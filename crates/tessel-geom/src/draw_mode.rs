use crate::GeometryError;

/// How a shape's vertex sequence is meant to be connected.
#[derive(Debug, Copy, Clone, Eq, PartialEq, Hash)]
pub enum DrawMode {
    /// Independent filled triangles, three vertices each.
    Triangles,
    /// Filled fan around vertex 0: triangles `(0, i, i + 1)`.
    TriangleFan,
    /// Independent segments, two vertices each.
    Lines,
    /// Closed outline: consecutive segments plus last → first.
    LineLoop,
}

/// Primitive topology available on list/strip-only graphics APIs.
#[derive(Debug, Copy, Clone, Eq, PartialEq, Hash)]
pub enum Topology {
    TriangleList,
    LineList,
    LineStrip,
}

impl DrawMode {
    /// Largest vertex count whose indices stay below `0xFFFF`.
    ///
    /// `0xFFFF` is the `u16` primitive-restart value for strip topologies and
    /// is always reserved on WebGL2, so it is never emitted.
    pub const MAX_VERTICES: usize = u16::MAX as usize;

    /// Topology the expanded indices are drawn with.
    pub const fn topology(self) -> Topology {
        match self {
            DrawMode::Triangles | DrawMode::TriangleFan => Topology::TriangleList,
            DrawMode::Lines => Topology::LineList,
            DrawMode::LineLoop => Topology::LineStrip,
        }
    }

    /// Minimum vertex count that produces at least one primitive.
    pub const fn min_vertices(self) -> usize {
        match self {
            DrawMode::Triangles | DrawMode::TriangleFan => 3,
            DrawMode::Lines | DrawMode::LineLoop => 2,
        }
    }

    /// Expands `vertex_count` vertices into an index list for [`Self::topology`].
    ///
    /// - `Triangles`, `Lines`: `0..n`
    /// - `TriangleFan`: `(0, i, i + 1)` for `i in 1..n - 1`
    /// - `LineLoop`: `0..n` then `0`
    pub fn indices(self, vertex_count: usize) -> Result<Vec<u16>, GeometryError> {
        if vertex_count < self.min_vertices() {
            return Err(GeometryError::invalid(
                "vertex_count",
                format!(
                    "{:?} needs at least {} vertices, got {vertex_count}",
                    self,
                    self.min_vertices()
                ),
            ));
        }
        if vertex_count > Self::MAX_VERTICES {
            return Err(GeometryError::TooManyVertices {
                count: vertex_count,
                max: Self::MAX_VERTICES,
            });
        }

        // Bounded by MAX_VERTICES above, so every index fits in u16.
        let last = (vertex_count - 1) as u16;

        let indices = match self {
            DrawMode::Triangles | DrawMode::Lines => (0..=last).collect(),
            DrawMode::TriangleFan => (1..last).flat_map(|i| [0, i, i + 1]).collect(),
            DrawMode::LineLoop => (0..=last).chain(std::iter::once(0)).collect(),
        };

        Ok(indices)
    }
}
use anyhow::{bail, Result};
use winit::window::{Window, WindowId};

use crate::device::{Gpu, SurfaceErrorAction};
use crate::paint::Color;
use crate::render::{RenderCtx, RenderTarget};

use super::app::AppControl;

/// Per-frame context passed to `core::App::on_frame`.
///
/// Lifetimes:
/// - `'a` is the duration of the callback invocation
/// - `'w` is the window-borrow lifetime carried by `Gpu<'w>`
pub struct FrameCtx<'a, 'w> {
    pub window_id: WindowId,
    pub window: &'a Window,
    pub gpu: &'a mut Gpu<'w>,
}

impl<'a, 'w> FrameCtx<'a, 'w> {
    /// Clears the surface with `clear`, calls `draw` with a ready [`RenderCtx`] and
    /// [`RenderTarget`], then presents the frame.
    ///
    /// Transient surface errors skip the frame; an out-of-memory surface is an error.
    pub fn render<F>(&mut self, clear: Color, draw: F) -> Result<AppControl>
    where
        F: FnOnce(&RenderCtx<'_>, &mut RenderTarget<'_>) -> Result<()>,
    {
        let size = self.gpu.size();
        if size.width == 0 || size.height == 0 {
            // Minimized; nothing to present until the next resize.
            return Ok(AppControl::Continue);
        }

        let mut frame = match self.gpu.begin_frame() {
            Ok(f) => f,
            Err(err) => {
                if self.gpu.handle_surface_error(err) == SurfaceErrorAction::Fatal {
                    bail!("surface is out of memory");
                }
                self.window.request_redraw();
                return Ok(AppControl::Continue);
            }
        };

        // Clear pass; dropped before the encoder is handed to the draw callback.
        {
            let _rpass = frame.encoder.begin_render_pass(&wgpu::RenderPassDescriptor {
                label: Some("tessel clear"),
                color_attachments: &[Some(wgpu::RenderPassColorAttachment {
                    view:           &frame.view,
                    resolve_target: None,
                    ops: wgpu::Operations {
                        load:  wgpu::LoadOp::Clear(clear.to_wgpu()),
                        store: wgpu::StoreOp::Store,
                    },
                    depth_slice: None,
                })],
                depth_stencil_attachment: None,
                timestamp_writes:         None,
                occlusion_query_set:      None,
                multiview_mask:           None,
            });
        }

        let rctx = RenderCtx::new(self.gpu.device(), self.gpu.queue(), self.gpu.surface_format());

        {
            let mut target = RenderTarget::new(&mut frame.encoder, &frame.view);
            draw(&rctx, &mut target)?;
        }

        self.window.pre_present_notify();
        self.gpu.submit(frame);

        Ok(AppControl::Continue)
    }
}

===============

WHAT YOU WILL DO: Write out the records. Leave nothing out and change nothing.

THE COMPLETED TASK:
filename crates/tessel-geom/src/draw_mode.rs
use crate::GeometryError;

/// How a shape's vertex sequence is meant to be connected.
#[derive(Debug, Copy, Clone, Eq, PartialEq, Hash)]
pub enum DrawMode {
    /// Independent filled triangles, three vertices each.
    Triangles,
    /// Filled fan around vertex 0: triangles `(0, i, i + 1)`.
    TriangleFan,
    /// Independent segments, two vertices each.
    Lines,
    /// Closed outline: consecutive segments plus last → first.
    LineLoop,
}

/// Primitive topology available on list/strip-only graphics APIs.
#[derive(Debug, Copy, Clone, Eq, PartialEq, Hash)]
pub enum Topology {
    TriangleList,
    LineList,
    LineStrip,
}

impl DrawMode {
    /// Largest vertex count whose indices stay below `0xFFFF`.
    ///
    /// `0xFFFF` is the `u16` primitive-restart value for strip topologies and
    /// is always reserved on WebGL2, so it is never emitted.
    pub const MAX_VERTICES: usize = u16::MAX as usize;

    /// Topology the expanded indices are drawn with.
    pub const fn topology(self) -> Topology {
        match self {
            DrawMode::Triangles | DrawMode::TriangleFan => Topology::TriangleList,
            DrawMode::Lines => Topology::LineList,
            DrawMode::LineLoop => Topology::LineStrip,
        }
    }

    /// Minimum vertex count that produces at least one primitive.
    pub const fn min_vertices(self) -> usize {
        match self {
            DrawMode::Triangles | DrawMode::TriangleFan => 3,
            DrawMode::Lines | DrawMode::LineLoop => 2,
        }
    }

    /// Expands `vertex_count` vertices into an index list for [`Self::topology`].
    ///
    /// - `Triangles`, `Lines`: `0..n`
    /// - `TriangleFan`: `(0, i, i + 1)` for `i in 1..n - 1`
    /// - `LineLoop`: `0..n` then `0`
    pub fn indices(self, vertex_count: usize) -> Result<Vec<u16>, GeometryError> {
        if vertex_count < self.min_vertices() {
            return Err(GeometryError::invalid(
                "vertex_count",
                format!(
                    "{:?} needs at least {} vertices, got {vertex_count}",
                    self,
                    self.min_vertices()
                ),
            ));
        }
        if vertex_count > Self::MAX_VERTICES {
            return Err(GeometryError::TooManyVertices {
                count: vertex_count,
                max: Self::MAX_VERTICES,
            });
        }

        // Bounded by MAX_VERTICES above, so every index fits in u16.
        let last = (vertex_count - 1) as u16;

        let indices = match self {
            DrawMode::Triangles | DrawMode::Lines => (0..=last).collect(),
            DrawMode::TriangleFan => (1..last).flat_map(|i| [0, i, i + 1]).collect(),
            DrawMode::LineLoop => (0..=last).chain(std::iter::once(0)).collect(),
        };

        Ok(indices)
    }
}
use anyhow::{bail, Result};
use winit::window::{Window, WindowId};

use crate::device::{Gpu, SurfaceErrorAction};
use crate::paint::Color;
use crate::render::{RenderCtx, RenderTarget};

use super::app::AppControl;

/// Per-frame context passed to `core::App::on_frame`.
///
/// Lifetimes:
/// - `'a` is the duration of the callback invocation
/// - `'w` is the window-borrow lifetime carried by `Gpu<'w>`
pub struct FrameCtx<'a, 'w> {
    pub window_id: WindowId,
    pub window: &'a Window,
    pub gpu: &'a mut Gpu<'w>,
}

impl<'a, 'w> FrameCtx<'a, 'w> {
    /// Clears the surface with `clear`, calls `draw` with a ready [`RenderCtx`] and
    /// [`RenderTarget`], then presents the frame.
    ///
    /// Transient surface errors skip the frame; an out-of-memory surface is an error.
    pub fn render<F>(&mut self, clear: Color, draw: F) -> Result<AppControl>
    where
        F: FnOnce(&RenderCtx<'_>, &mut RenderTarget<'_>) -> Result<()>,
    {
        let size = self.gpu.size();
        if size.width == 0 || size.height == 0 {
            // Minimized; nothing to present until the next resize.
            return Ok(AppControl::Continue);
        }

        let mut frame = match self.gpu.begin_frame() {
            Ok(f) => f,
            Err(err) => {
                if self.gpu.handle_surface_error(err) == SurfaceErrorAction::Fatal {
                    bail!("surface is out of memory");
                }
                self.window.request_redraw();
                return Ok(AppControl::Continue);
            }
        };

        // Clear pass; dropped before the encoder is handed to the draw callback.
        {
            let _rpass = frame.encoder.begin_render_pass(&wgpu::RenderPassDescriptor {
                label: Some("tessel clear"),
                color_attachments: &[Some(wgpu::RenderPassColorAttachment {
                    view:           &frame.view,
                    resolve_target: None,
                    ops: wgpu::Operations {
                        load:  wgpu::LoadOp::Clear(clear.to_wgpu()),
                        store: wgpu::StoreOp::Store,
                    },
                    depth_slice: None,
                })],
                depth_stencil_attachment: None,
                timestamp_writes:         None,
                occlusion_query_set:      None,
                multiview_mask:           None,
            });
        }

        let rctx = RenderCtx::new(self.gpu.device(), self.gpu.queue(), self.gpu.surface_format());

        {
            let mut target = RenderTarget::new(&mut frame.encoder, &frame.view);
            draw(&rctx, &mut target)?;
        }

        self.window.pre_present_notify();
        self.gpu.submit(frame);

        Ok(AppControl::Continue)
    }
}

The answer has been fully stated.